■ EXERCISE AIM
Copy out the lines of the records below, and only those lines, from the one with "pub const fn new(p: f64)" through the one with "the max norm.", exactly as they appear.

================================

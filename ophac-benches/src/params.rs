//! Benchmark parameter types.

use std::fmt;

/// Parameters for one generation benchmark.
#[derive(Clone, Copy, Debug)]
pub struct GenerateBenchParams {
    /// Number of items in the dissimilarity matrix.
    pub items: usize,
    /// Number of distinct dissimilarity levels; `None` draws distinct values.
    pub levels: Option<u32>,
    /// Probability that a forward pair is ordered.
    pub order_density: f64,
}

impl fmt::Display for GenerateBenchParams {
    fn fmt(&self, f: &mut fmt::Formatter<'_>) -> fmt::Result {
        match self.levels {
            Some(levels) => write!(f, "n={},levels={levels}", self.items)?,
            None => write!(f, "n={},distinct", self.items)?,
        }
        if self.order_density > 0.0 {
            write!(f, ",order={}", self.order_density)?;
        }
        Ok(())
    }
}

#[cfg(test)]
mod tests {
    use super::*;

    use rstest::rstest;

    #[rstest]
    #[case(Some(2), 0.0, "n=5,levels=2")]
    #[case(None, 0.0, "n=5,distinct")]
    #[case(Some(3), 0.25, "n=5,levels=3,order=0.25")]
    fn labels_name_the_workload(
        #[case] levels: Option<u32>,
        #[case] order_density: f64,
        #[case] expected: &str,
    ) {
        let params = GenerateBenchParams {
            items: 5,
            levels,
            order_density,
        };
        assert_eq!(params.to_string(), expected);
    }
}
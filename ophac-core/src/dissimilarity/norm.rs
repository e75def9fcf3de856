//! Entrywise matrix norms used to score candidate dendrograms.

use crate::error::OphacError;

/// Order `p` of an entrywise `p`-norm over the strict upper triangle.
///
/// # Examples
/// ```
/// use ophac_core::NormOrder;
///
/// assert_eq!(NormOrder::new(1.0)?, NormOrder::default());
/// assert_eq!(NormOrder::new(f64::INFINITY)?, NormOrder::Infinity);
/// assert!(NormOrder::new(0.5).is_err());
/// # Ok::<(), ophac_core::OphacError>(())
/// ```
#[derive(Clone, Copy, Debug, PartialEq)]
pub enum NormOrder {
    /// `(Σ |x|^p)^(1/p)` for a finite `p >= 1`.
    Finite(f64),
    /// `max |x|`.
    Infinity,
}

impl Default for NormOrder {
    fn default() -> Self {
        Self::Finite(1.0)
    }
}

impl NormOrder {
    /// Validates a raw norm order.
    ///
    /// # Errors
    /// Returns [`OphacError::InvalidNormOrder`] when `p` is NaN or below one.
    pub const fn new(p: f64) -> Result<Self, OphacError> {
        if p == f64::INFINITY {
            Ok(Self::Infinity)
        } else if p.is_finite() && p >= 1.0 {
            Ok(Self::Finite(p))
        } else {
            Err(OphacError::InvalidNormOrder { got: p })
        }
    }

    /// Returns the raw order, `f64::INFINITY` for the max norm.
    #[must_use]
    pub const fn get(self) -> f64 {
        match self {
            Self::Finite(p) => p,
            Self::Infinity => f64::INFINITY,
        }
    }

    #[expect(
        clippy::float_arithmetic,
        reason = "p-norms square and sum the entries"
    )]
    pub(crate) fn apply(self, values: &[f64]) -> f64 {
        match self {
            Self::Infinity => values.iter().fold(0.0, |acc, value| acc.max(value.abs())),
            Self::Finite(p) if p == 1.0 => values.iter().map(|value| value.abs()).sum(),
            Self::Finite(p) if p == 2.0 => values
                .iter()
                .map(|value| value * value)
                .sum::<f64>()
                .sqrt(),
            Self::Finite(p) => values
                .iter()
                .map(|value| value.abs().powf(p))
                .sum::<f64>()
                .powf(p.recip()),
        }
    }
}

/// Entrywise difference of two dissimilarity matrices.
///
/// Entries may be negative, so a residual is not itself a dissimilarity.
#[derive(Clone, Debug, PartialEq)]
pub struct Residual {
    size: usize,
    values: Vec<f64>,
}

impl Residual {
    pub(super) const fn new(size: usize, values: Vec<f64>) -> Self {
        Self { size, values }
    }

    /// Returns the number of items of the matrices that were subtracted.
    #[must_use]
    pub const fn size(&self) -> usize {
        self.size
    }

    /// Returns the condensed upper-triangle differences.
    #[must_use]
    pub fn condensed(&self) -> &[f64] {
        &self.values
    }

    /// Computes the entrywise norm of the residual.
    ///
    /// # Examples
    /// ```
    /// use ophac_core::{DissimilarityMatrix, NormOrder};
    ///
    /// let left = DissimilarityMatrix::from_condensed(3, vec![1.0, 4.0, 2.0])?;
    /// let right = DissimilarityMatrix::from_condensed(3, vec![1.0, 1.0, 6.0])?;
    /// let residual = left.minus(&right)?;
    /// assert_eq!(residual.norm(NormOrder::default()), 7.0);
    /// assert_eq!(residual.norm(NormOrder::Infinity), 4.0);
    /// # Ok::<(), ophac_core::DissimilarityError>(())
    /// ```
    #[must_use]
    pub fn norm(&self, order: NormOrder) -> f64 {
        order.apply(&self.values)
    }
}

#[cfg(test)]
#[expect(clippy::expect_used, reason = "tests require contextual panics")]
#[expect(
    clippy::float_arithmetic,
    reason = "closed-form norms are compared within a tolerance"
)]
mod tests {
    use super::*;

    use rstest::rstest;

    #[rstest]
    #[case(NormOrder::Finite(1.0), 7.0)]
    #[case(NormOrder::Finite(2.0), 5.0)]
    #[case(NormOrder::Infinity, 4.0)]
    fn applies_each_order(#[case] order: NormOrder, #[case] expected: f64) {
        let values = [3.0, -4.0, 0.0];
        assert_eq!(order.apply(&values), expected);
    }

    #[test]
    fn general_order_matches_closed_form() {
        let values = [1.0, -1.0];
        let norm = NormOrder::Finite(3.0).apply(&values);
        assert!((norm - 2.0_f64.powf(1.0 / 3.0)).abs() < 1e-12);
    }

    #[rstest]
    #[case(0.0)]
    #[case(0.999)]
    #[case(f64::NAN)]
    #[case(f64::NEG_INFINITY)]
    fn rejects_invalid_orders(#[case] p: f64) {
        let err = NormOrder::new(p).expect_err("order must be rejected");
        assert!(matches!(err, OphacError::InvalidNormOrder { .. }));
    }

    #[test]
    fn empty_residual_has_zero_norm() {
        let residual = Residual::new(1, Vec::new());
        assert_eq!(residual.norm(NormOrder::default()), 0.0);
        assert_eq!(residual.norm(NormOrder::Infinity), 0.0);
    }
}
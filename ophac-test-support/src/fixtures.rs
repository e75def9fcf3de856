//! Deterministic dissimilarity inputs and ultrametric checks.

use rand::{Rng, SeedableRng, rngs::SmallRng};

use crate::property::{pair_count, rows_from_upper};

/// Rows of pairwise absolute differences between points on a line.
///
/// # Examples
/// ```
/// use ophac_test_support::fixtures::line_rows;
///
/// let rows = line_rows(&[0.0, 1.0, 4.0]);
/// assert_eq!(rows[0], vec![0.0, 1.0, 4.0]);
/// assert_eq!(rows[2][1], 3.0);
/// ```
#[must_use]
#[expect(clippy::float_arithmetic, reason = "entries are point differences")]
pub fn line_rows(points: &[f64]) -> Vec<Vec<f64>> {
    points
        .iter()
        .map(|a| points.iter().map(|b| (a - b).abs()).collect())
        .collect()
}

/// Random rows over `items` with entries uniform in `[1, 2)`; ties are
/// vanishingly unlikely.
#[must_use]
pub fn distinct_rows(seed: u64, items: usize) -> Vec<Vec<f64>> {
    let mut rng = SmallRng::seed_from_u64(seed);
    rows_from_upper(
        items,
        (0..pair_count(items)).map(|_| rng.gen_range(1.0..2.0)),
    )
}

/// Random rows over `items` with integer entries in `1..=levels`.
#[must_use]
pub fn tied_rows(seed: u64, items: usize, levels: u32) -> Vec<Vec<f64>> {
    let mut rng = SmallRng::seed_from_u64(seed);
    let top = levels.max(1);
    rows_from_upper(
        items,
        (0..pair_count(items)).map(|_| f64::from(rng.gen_range(1..=top))),
    )
}

/// Random forward edges `(a, b)`, `a < b`, each kept with probability
/// `density`.
#[must_use]
pub fn forward_edges(seed: u64, nodes: usize, density: f64) -> Vec<(usize, usize)> {
    let mut rng = SmallRng::seed_from_u64(seed);
    let keep = density.clamp(0.0, 1.0);
    let mut edges = Vec::new();
    for a in 0..nodes {
        for b in a + 1..nodes {
            if rng.gen_bool(keep) {
                edges.push((a, b));
            }
        }
    }
    edges
}

/// Returns a triple `(i, j, k)` with `d(i, j) > max(d(i, k), d(k, j))`, or
/// `None` when `rows` satisfy the ultrametric inequality.
///
/// # Examples
/// ```
/// use ophac_test_support::fixtures::{line_rows, ultrametric_violation};
///
/// // On a line, the outer pair is farther apart than either inner pair.
/// assert_eq!(ultrametric_violation(&line_rows(&[0.0, 1.0, 2.0])), Some((0, 2, 1)));
/// let flat = vec![vec![0.0, 1.0, 1.0], vec![1.0, 0.0, 1.0], vec![1.0, 1.0, 0.0]];
/// assert_eq!(ultrametric_violation(&flat), None);
/// ```
#[must_use]
pub fn ultrametric_violation<R: AsRef<[f64]>>(rows: &[R]) -> Option<(usize, usize, usize)> {
    let size = rows.len();
    let at = |i: usize, j: usize| rows.get(i).and_then(|row| row.as_ref().get(j)).copied();
    let exceeds = |i: usize, j: usize, k: usize| {
        matches!(
            (at(i, j), at(i, k), at(k, j)),
            (Some(ij), Some(ik), Some(kj)) if ij > ik.max(kj)
        )
    };
    (0..size)
        .flat_map(|i| (i + 1..size).map(move |j| (i, j)))
        .flat_map(|(i, j)| (0..size).map(move |k| (i, j, k)))
        .find(|&(i, j, k)| k != i && k != j && exceeds(i, j, k))
}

================================

■ ANSWER AREA
    pub const fn new(p: f64) -> Result<Self, OphacError> {
        if p == f64::INFINITY {
            Ok(Self::Infinity)
        } else if p.is_finite() && p >= 1.0 {
            Ok(Self::Finite(p))
        } else {
            Err(OphacError::InvalidNormOrder { got: p })
        }
    }

    /// Returns the raw order, `f64::INFINITY` for the max norm.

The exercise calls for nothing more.